Searching with More Complex Patterns

The regular expression mechanism of grep provides for some very powerful patterns that can fit most of your needs.

A regular expression describes patterns for matching against strings. Any alphabetic character just matches that character in the string. “A” matches “A”, “B” matches “B”; no surprise there. But regular expressions define other special characters that can be used by themselves or in combination with other characters to make more complex patterns.

We already said that any character without some special meaning simply matches itself—“A” to “A” and so on. The next important rule is to combine letters just by position, so “AB” matches “A” followed by “B”. This, too, seems obvious.

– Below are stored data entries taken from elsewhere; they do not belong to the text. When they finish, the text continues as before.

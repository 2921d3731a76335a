use anyhow::{Context, Result};
use chrono::{DateTime, Local};
use log::info;
use std::sync::Arc;

use crate::{
    artifact::{ArtifactWriter, RunLog, RunStamp},
    chart::{ChartRenderer, PlottersRenderer},
    config::Config,
    model::{Coordinate, DateRange, RunArtifacts},
    provider::{ArchiveSource, OpenMeteoArchive},
    series::ArchiveSeries,
};

/// fetch → persist raw → reconcile → persist table and chart → log.
///
/// Files written before a failure are left on disk.
#[derive(Debug)]
pub struct Pipeline {
    source: Box<dyn ArchiveSource>,
    writer: ArtifactWriter,
    renderer: Box<dyn ChartRenderer>,
    run_log: Arc<RunLog>,
}

impl Pipeline {
    pub fn new(
        source: Box<dyn ArchiveSource>,
        writer: ArtifactWriter,
        renderer: Box<dyn ChartRenderer>,
        run_log: Arc<RunLog>,
    ) -> Self {
        Self { source, writer, renderer, run_log }
    }

    pub fn from_config(config: &Config) -> Result<Self> {
        let source = OpenMeteoArchive::new(config.archive_url.clone(), config.timeout())
            .context("Failed to build archive HTTP client")?;

        Ok(Self::new(
            Box::new(source),
            ArtifactWriter::new(config.output_dir.clone()),
            Box::new(PlottersRenderer::new(config.chart.clone())),
            Arc::new(RunLog::new(config.run_log.clone())),
        ))
    }

    pub fn run_log(&self) -> &Arc<RunLog> {
        &self.run_log
    }

    pub async fn run(&self, at: Coordinate, place: &str) -> Result<RunArtifacts> {
        self.run_at(at, place, Local::now()).await
    }

    /// Like [`Pipeline::run`] with an explicit clock: `now` picks both the
    /// date window and the file timestamp.
    pub async fn run_at(
        &self,
        at: Coordinate,
        place: &str,
        now: DateTime<Local>,
    ) -> Result<RunArtifacts> {
        let range = DateRange::ending_yesterday(now.date_naive());

        let raw = self
            .source
            .fetch_archive(at, range)
            .await
            .with_context(|| format!("Failed to fetch weather archive for {place}"))?;

        let stamp = RunStamp::new(place, now.naive_local());
        let raw_json = self.writer.write_raw(&stamp, &raw)?;

        let records = ArchiveSeries::from_raw(&raw)
            .and_then(|series| series.reconcile())
            .with_context(|| {
                format!("Unexpected archive response, kept in {}", raw_json.display())
            })?;

        let selected_csv = self.writer.write_table(&stamp, &records)?;
        let plot_image = self.writer.write_chart(&stamp, &records, self.renderer.as_ref())?;

        let artifacts = RunArtifacts {
            timestamp: stamp.timestamp,
            place: place.to_string(),
            latitude: at.latitude(),
            longitude: at.longitude(),
            selected_csv,
            plot_image,
            raw_json,
        };
        self.run_log.append(&artifacts)?;

        info!("Run {} for {place} complete", artifacts.timestamp);
        Ok(artifacts)
    }
}

#[cfg(test)]
mod tests {
    use super::*;
    use crate::{
        artifact::read_table,
        error::{DataShapeError, FetchError},
        model::ReconciledRecord,
    };
    use async_trait::async_trait;
    use chrono::{NaiveDate, TimeZone};
    use serde_json::{Value, json};
    use std::{fs, path::Path, sync::Mutex};
    use tempfile::TempDir;

    #[derive(Debug)]
    struct FakeArchive {
        reply: Option<Value>,
        requested: Arc<Mutex<Vec<DateRange>>>,
    }

    #[async_trait]
    impl ArchiveSource for FakeArchive {
        async fn fetch_archive(
            &self,
            _at: Coordinate,
            range: DateRange,
        ) -> Result<Value, FetchError> {
            self.requested.lock().expect("requested lock").push(range);
            match &self.reply {
                Some(body) => Ok(body.clone()),
                None => Err(FetchError::Status {
                    status: reqwest::StatusCode::BAD_GATEWAY,
                    body: "upstream down".into(),
                }),
            }
        }
    }

    /// Writes a placeholder instead of rasterizing.
    #[derive(Debug)]
    struct StubRenderer;

    impl ChartRenderer for StubRenderer {
        fn render(&self, records: &[ReconciledRecord], path: &Path) -> Result<()> {
            fs::write(path, format!("{} points", records.len()))?;
            Ok(())
        }
    }

    fn two_day_response() -> Value {
        json!({
            "latitude": 28.625,
            "daily": { "time": ["2024-01-01", "2024-01-02"], "weather_code": [1, 3] },
            "hourly": {
                "time": ["2024-01-01T00:00", "2024-01-01T12:00", "2024-01-02T06:00"],
                "temperature_2m": [10.0, 20.0, 5.0]
            }
        })
    }

    fn pipeline(dir: &TempDir, reply: Option<Value>) -> Pipeline {
        Pipeline::new(
            Box::new(FakeArchive { reply, requested: Arc::default() }),
            ArtifactWriter::new(dir.path().join("plots")),
            Box::new(StubRenderer),
            Arc::new(RunLog::new(dir.path().join("saved_data_log.csv"))),
        )
    }

    fn now(s: u32) -> DateTime<Local> {
        Local
            .with_ymd_and_hms(2024, 1, 8, 10, 30, s)
            .single()
            .expect("unambiguous local time")
    }

    fn delhi() -> Coordinate {
        Coordinate::new(28.6519, 77.2315).expect("valid coordinate")
    }

    #[tokio::test]
    async fn run_writes_every_artifact_and_logs_once() {
        let dir = TempDir::new().expect("temp dir");
        let pipeline = pipeline(&dir, Some(two_day_response()));

        let out = pipeline
            .run_at(delhi(), "New Delhi, India", now(0))
            .await
            .expect("run succeeds");

        assert_eq!(out.timestamp, "20240108_103000");
        assert_eq!(out.place, "New Delhi, India");
        assert!(out.raw_json.ends_with("New_Delhi,_India_data_raw_20240108_103000.json"));
        assert!(out.selected_csv.exists());
        assert!(out.plot_image.exists());

        let raw: Value =
            serde_json::from_str(&fs::read_to_string(&out.raw_json).expect("raw readable"))
                .expect("raw is JSON");
        assert_eq!(raw, two_day_response());

        let rows = read_table(&out.selected_csv).expect("table readable");
        assert_eq!(
            rows,
            vec![
                ReconciledRecord {
                    date: NaiveDate::from_ymd_opt(2024, 1, 1).expect("valid date"),
                    weather_code: Some(1),
                    temperature: Some(15.0),
                },
                ReconciledRecord {
                    date: NaiveDate::from_ymd_opt(2024, 1, 2).expect("valid date"),
                    weather_code: Some(3),
                    temperature: Some(5.0),
                },
            ]
        );

        assert_eq!(pipeline.run_log().entries().expect("log readable"), vec![out]);
    }

    #[tokio::test]
    async fn requests_the_week_ending_yesterday() {
        let dir = TempDir::new().expect("temp dir");
        let requested = Arc::new(Mutex::new(Vec::new()));
        let source = FakeArchive {
            reply: Some(two_day_response()),
            requested: Arc::clone(&requested),
        };
        let pipeline = Pipeline::new(
            Box::new(source),
            ArtifactWriter::new(dir.path()),
            Box::new(StubRenderer),
            Arc::new(RunLog::new(dir.path().join("log.csv"))),
        );

        pipeline.run_at(delhi(), "x", now(0)).await.expect("run succeeds");

        let ranges = requested.lock().expect("requested lock").clone();
        assert_eq!(
            ranges,
            vec![DateRange {
                start: NaiveDate::from_ymd_opt(2024, 1, 1).expect("valid date"),
                end: NaiveDate::from_ymd_opt(2024, 1, 7).expect("valid date"),
            }]
        );
    }

    #[tokio::test]
    async fn consecutive_runs_keep_separate_files() {
        let dir = TempDir::new().expect("temp dir");
        let pipeline = pipeline(&dir, Some(two_day_response()));

        let first = pipeline.run_at(delhi(), "Delhi", now(0)).await.expect("first run");
        let second = pipeline.run_at(delhi(), "Delhi", now(1)).await.expect("second run");

        assert_ne!(first.raw_json, second.raw_json);
        assert_ne!(first.selected_csv, second.selected_csv);
        assert_ne!(first.plot_image, second.plot_image);
        assert!(first.raw_json.exists() && second.raw_json.exists());
        assert_eq!(pipeline.run_log().entries().expect("log readable").len(), 2);
    }

    #[tokio::test]
    async fn fetch_failure_writes_nothing() {
        let dir = TempDir::new().expect("temp dir");
        let pipeline = pipeline(&dir, None);

        let err = pipeline.run_at(delhi(), "Delhi", now(0)).await.unwrap_err();

        assert!(matches!(err.downcast_ref::<FetchError>(), Some(FetchError::Status { .. })));
        assert!(!dir.path().join("plots").exists());
        assert!(!pipeline.run_log().path().exists());
    }

    #[tokio::test]
    async fn malformed_response_keeps_raw_backup_only() {
        let dir = TempDir::new().expect("temp dir");
        let reply = json!({
            "daily": { "time": ["2024-01-01", "2024-01-02"], "weather_code": [1] }
        });
        let pipeline = pipeline(&dir, Some(reply));

        let err = pipeline.run_at(delhi(), "Delhi", now(0)).await.unwrap_err();

        assert!(matches!(
            err.downcast_ref::<DataShapeError>(),
            Some(DataShapeError::LengthMismatch { .. })
        ));
        let written: Vec<_> = fs::read_dir(dir.path().join("plots"))
            .expect("plots dir exists")
            .map(|e| e.expect("dir entry").file_name().into_string().expect("utf-8 name"))
            .collect();
        assert_eq!(written, vec!["Delhi_data_raw_20240108_103000.json".to_string()]);
        assert!(!pipeline.run_log().path().exists());
    }
}
//! Request extractors: the signed-in caller, plus JSON/path/query wrappers
//! whose rejections go through [`Error`] like every other failure.
//!
//! Authentication happens at the edge (the auth provider's proxy). It forwards
//! the verified identity in `x-user-id`, `x-user-role` and, optionally,
//! `x-user-name`.

use crate::{
    core::access::{Actor, Role},
    errors::Error,
};
use axum::{
    extract::{
        FromRequest, FromRequestParts,
        rejection::{JsonRejection, PathRejection, QueryRejection},
    },
    http::request::Parts,
};
use std::str::FromStr;
use tracing::debug;

/// Header carrying the auth-provider user id.
pub const USER_ID_HEADER: &str = "x-user-id";
/// Header carrying the role (`admin`, `owner` or `customer`).
pub const USER_ROLE_HEADER: &str = "x-user-role";
/// Header carrying the display name.
pub const USER_NAME_HEADER: &str = "x-user-name";

fn header<'a>(parts: &'a Parts, name: &str) -> Option<&'a str> {
    parts
        .headers
        .get(name)
        .and_then(|v| v.to_str().ok())
        .map(str::trim)
        .filter(|v| !v.is_empty())
}

fn actor_from_parts(parts: &Parts) -> Result<Option<Actor>, Error> {
    let Some(user_id) = header(parts, USER_ID_HEADER) else {
        return Ok(None);
    };
    let role = header(parts, USER_ROLE_HEADER)
        .map(Role::from_str)
        .transpose()?
        .unwrap_or(Role::Customer);
    let mut actor = Actor::new(user_id, role);
    actor.name = header(parts, USER_NAME_HEADER).map(str::to_string);
    Ok(Some(actor))
}

/// Requires a signed-in caller.
impl<S> FromRequestParts<S> for Actor
where
    S: Send + Sync,
{
    type Rejection = Error;

    async fn from_request_parts(parts: &mut Parts, _state: &S) -> Result<Self, Self::Rejection> {
        if let Some(actor) = parts.extensions.get::<Self>() {
            return Ok(actor.clone());
        }
        match actor_from_parts(parts)? {
            Some(actor) => {
                parts.extensions.insert(actor.clone());
                Ok(actor)
            }
            None => {
                debug!(uri = %parts.uri, "sign-in required");
                Err(Error::Unauthorized)
            }
        }
    }
}

/// JSON request body. Malformed bodies answer with the error envelope.
#[derive(Debug, FromRequest)]
#[from_request(via(axum::Json), rejection(Error))]
pub struct JsonBody<T>(pub T);

/// Path parameters. Unparseable segments answer with the error envelope.
#[derive(Debug, FromRequestParts)]
#[from_request(via(axum::extract::Path), rejection(Error))]
pub struct PathParam<T>(pub T);

/// Query string. Bad parameters answer with the error envelope.
#[derive(Debug, FromRequestParts)]
#[from_request(via(axum::extract::Query), rejection(Error))]
pub struct QueryParams<T>(pub T);

impl From<JsonRejection> for Error {
    fn from(rejection: JsonRejection) -> Self {
        debug!(reason = %rejection.body_text(), "rejected JSON body");
        Self::validation("body", "بيانات الطلب غير صالحة")
    }
}

impl From<PathRejection> for Error {
    fn from(rejection: PathRejection) -> Self {
        debug!(reason = %rejection.body_text(), "rejected path parameters");
        Self::validation("path", "الرابط المطلوب غير صالح")
    }
}

impl From<QueryRejection> for Error {
    fn from(rejection: QueryRejection) -> Self {
        debug!(reason = %rejection.body_text(), "rejected query string");
        Self::validation("query", "معايير البحث غير صالحة")
    }
}

#[cfg(test)]
mod tests {
    #![allow(clippy::unwrap_used)]
    use super::*;
    use axum::http::Request;

    fn parts(headers: &[(&str, &str)]) -> Parts {
        let mut builder = Request::builder().uri("/api/favorites");
        for (name, value) in headers {
            builder = builder.header(*name, *value);
        }
        builder.body(()).unwrap().into_parts().0
    }

    #[tokio::test]
    async fn test_actor_from_headers() {
        let mut p = parts(&[
            (USER_ID_HEADER, "user_42"),
            (USER_ROLE_HEADER, "Owner"),
            (USER_NAME_HEADER, "Lina"),
        ]);
        let actor = Actor::from_request_parts(&mut p, &()).await.unwrap();
        assert_eq!(actor.user_id, "user_42");
        assert_eq!(actor.role, Role::Owner);
        assert_eq!(actor.name.as_deref(), Some("Lina"));
    }

    #[tokio::test]
    async fn test_missing_identity() {
        let mut p = parts(&[]);
        let result = Actor::from_request_parts(&mut p, &()).await;
        assert!(matches!(result, Err(Error::Unauthorized)));
    }

    #[tokio::test]
    async fn test_bad_path_becomes_validation_error() {
        let mut p = parts(&[]);
        let result = PathParam::<i64>::from_request_parts(&mut p, &()).await;
        // No matched route, so axum reports missing path params
        assert!(matches!(result, Err(Error::Validation { field: "path", .. })));
    }

    #[tokio::test]
    async fn test_role_defaults_and_rejects_unknown() {
        let mut p = parts(&[(USER_ID_HEADER, "u1")]);
        let actor = Actor::from_request_parts(&mut p, &()).await.unwrap();
        assert_eq!(actor.role, Role::Customer);

        let mut p = parts(&[(USER_ID_HEADER, "u1"), (USER_ROLE_HEADER, "root")]);
        let result = Actor::from_request_parts(&mut p, &()).await;
        assert!(matches!(result, Err(Error::Forbidden { .. })));
    }
}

The first special character is (.). A period (.) matches any single character. Therefore …. matches any four characters; A. matches an “A” followed by any character; and .A. matches any character, then an “A”, then any character (not necessarily the same character as the first).

An asterisk (*) means to repeat zero or more occurrences of the previous character. So A* means zero or more “A” characters, and .* means zero or more characters of any sort (such as “abcdefg”, “aaaabc”, “sdfgf ;lkjhj”, or even an empty line).

So what does ..* mean? Any single character followed by zero or more of any character (i.e., one or more characters) but not an empty line.

Speaking of lines, the caret ^ matches the beginning of a line of text and the dollar sign $ matches the end ...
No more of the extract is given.